Stellen Sie Fragen wie ein Außenstehender – oder holen Sie tatsächlich einen Außenstehenden hinzu. Außenstehende haben nicht dieselbe Erfahrung oder denselben Kontext wie Insider – und manchmal enthüllen ihre einfachen Fragen eine Menge über die Annahmen, die in Ihrer Unternehmenskultur verankert sind. Deshalb kann das Hinzuziehen einer externen Perspektive manchmal Veränderungen in Gang setzen, die intern nur schwer zu initiieren wären. Selbst wenn Sie keine externe Beratung in Anspruch nehmen, kann es helfen, bewusst mit einem frischen Blick auf die Dinge zu schauen.
Annahmen in Frage stellen
Das Hinterfragen von Annahmen ist ein Tor zum Experimentieren. Es wäre schwierig, in einem Unternehmen, in dem festgefahrene Annahmen nicht hinterfragt werden dürfen, das Experimentieren zu einem Teil der Unternehmenskultur zu machen.

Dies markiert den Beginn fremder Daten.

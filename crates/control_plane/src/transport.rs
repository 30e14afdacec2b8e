//! Packet transports
//!
//! A transport moves whole [`Packet`]s to and from one peer. Datagram
//! transports carry one packet per datagram; stream transports carry one
//! packet per `<...>` frame (see [`crate::stream`]).

use std::net::{IpAddr, SocketAddr};
use std::time::Duration;

use contracts::{ContractError, Packet};
use tokio::net::UdpSocket;
use tokio::time::Instant;

use crate::error::ControlError;

/// Receive buffer size for one datagram
pub const DATAGRAM_BUFFER: usize = 2048;

/// One peer's packet channel
#[trait_variant::make(Transport: Send)]
pub trait LocalTransport {
    /// Remote address
    fn peer(&self) -> SocketAddr;

    /// Transmit one packet.
    async fn send(&mut self, packet: &Packet) -> Result<(), ControlError>;

    /// Receive the next well-formed packet.
    ///
    /// Malformed packets are logged and skipped. Returns `Ok(None)` when
    /// `timeout` elapses first; `None` waits forever.
    async fn recv(&mut self, timeout: Option<Duration>) -> Result<Option<Packet>, ControlError>;
}

/// Decode one datagram payload.
pub fn decode_datagram(bytes: &[u8]) -> Result<Packet, ContractError> {
    let text = std::str::from_utf8(bytes)
        .map_err(|_| ContractError::malformed("", "payload is not valid UTF-8"))?;
    Packet::decode(text)
}

pub(crate) fn log_dropped(peer: SocketAddr, error: &ContractError) {
    let reason = match error {
        ContractError::UnknownPacket { .. } => "unknown",
        _ => "malformed",
    };
    tracing::warn!(%peer, %error, "dropping packet");
    observability::record_packet_dropped(reason);
}

/// UDP socket dedicated to a single peer
#[derive(Debug)]
pub struct DatagramTransport {
    socket: UdpSocket,
    peer: SocketAddr,
    buf: Vec<u8>,
}

impl DatagramTransport {
    /// Bind an ephemeral port on `local_ip` and connect it to `peer`.
    pub async fn connect(local_ip: IpAddr, peer: SocketAddr) -> Result<Self, ControlError> {
        let bind_addr = SocketAddr::new(local_ip, 0);
        let socket = UdpSocket::bind(bind_addr)
            .await
            .map_err(|e| ControlError::bind(bind_addr.to_string(), e))?;
        socket
            .connect(peer)
            .await
            .map_err(|e| ControlError::connect(peer.to_string(), e))?;

        Ok(Self {
            socket,
            peer,
            buf: vec![0; DATAGRAM_BUFFER],
        })
    }

    pub fn local_addr(&self) -> std::io::Result<SocketAddr> {
        self.socket.local_addr()
    }
}

impl Transport for DatagramTransport {
    fn peer(&self) -> SocketAddr {
        self.peer
    }

    async fn send(&mut self, packet: &Packet) -> Result<(), ControlError> {
        self.socket.send(packet.encode().as_bytes()).await?;
        Ok(())
    }

    async fn recv(&mut self, timeout: Option<Duration>) -> Result<Option<Packet>, ControlError> {
        let deadline = timeout.map(|t| Instant::now() + t);
        loop {
            let n = match deadline {
                Some(deadline) => {
                    match tokio::time::timeout_at(deadline, self.socket.recv(&mut self.buf)).await
                    {
                        Ok(read) => read?,
                        Err(_) => return Ok(None),
                    }
                }
                None => self.socket.recv(&mut self.buf).await?,
            };

            match decode_datagram(&self.buf[..n]) {
                Ok(packet) => return Ok(Some(packet)),
                Err(e) => log_dropped(self.peer, &e),
            }
        }
    }
}

#[cfg(test)]
mod tests {
    use super::*;
    use std::net::Ipv4Addr;

    #[test]
    fn test_decode_datagram_rejects_binary() {
        assert!(decode_datagram(&[0xff, 0xfe]).is_err());
        assert_eq!(decode_datagram(b"ack").unwrap(), Packet::Ack);
    }

    #[tokio::test]
    async fn test_datagram_transport_exchange() {
        let peer = UdpSocket::bind((Ipv4Addr::LOCALHOST, 0)).await.unwrap();
        let peer_addr = peer.local_addr().unwrap();

        let mut transport = DatagramTransport::connect(Ipv4Addr::LOCALHOST.into(), peer_addr)
            .await
            .unwrap();
        let local = transport.local_addr().unwrap();

        Transport::send(&mut transport, &Packet::Ack).await.unwrap();
        let mut buf = [0u8; 64];
        let (n, from) = peer.recv_from(&mut buf).await.unwrap();
        assert_eq!(&buf[..n], b"ack");
        assert_eq!(from, local);

        // Garbage is skipped, the next good packet is returned.
        peer.send_to(b"bogus,1", local).await.unwrap();
        peer.send_to(b"3", local).await.unwrap();
        let packet = Transport::recv(&mut transport, Some(Duration::from_secs(2)))
            .await
            .unwrap();
        assert_eq!(packet, Some(Packet::SyncEcho { id: 3 }));

        let timed_out = Transport::recv(&mut transport, Some(Duration::from_millis(30)))
            .await
            .unwrap();
        assert_eq!(timed_out, None);
    }
}
//! CommandSink trait - where remote sensor commands end up

use crate::SensorSelector;

/// Receiver of `ct`/`cn`/`ci` commands
pub trait CommandSink: Send + Sync {
    /// Route `command` to every sensor matching `selector`.
    ///
    /// Returns the number of sensors the command was queued for.
    fn dispatch(&self, selector: &SensorSelector, command: &str) -> usize;
}

/// Sink for nodes without sensors
#[derive(Debug, Clone, Copy, Default)]
pub struct NoSensors;

impl CommandSink for NoSensors {
    fn dispatch(&self, selector: &SensorSelector, command: &str) -> usize {
        tracing::debug!(%selector, command, "no sensors to receive command");
        0
    }
}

- Untersuchen Sie die Hürden oder Prüfpunkte, die jede neue Idee überwinden muss, um berücksichtigt zu werden. Welche Annahmen sind in diesen speziellen Gates enthalten? Wie können Sie diese Annahmen testen?
- Führen Sie eine SWOT-Analyse Ihres Unternehmens oder Teams durch und gehen Sie dann einen Schritt weiter, indem Sie explizit die zugrunde liegenden Annahmen für jedes Element notieren. Gibt es Experimente, die Sie durchführen könnten, um Annahmen über Stärken, Schwächen, Chancen und Bedrohungen zu bestätigen oder zu widerlegen?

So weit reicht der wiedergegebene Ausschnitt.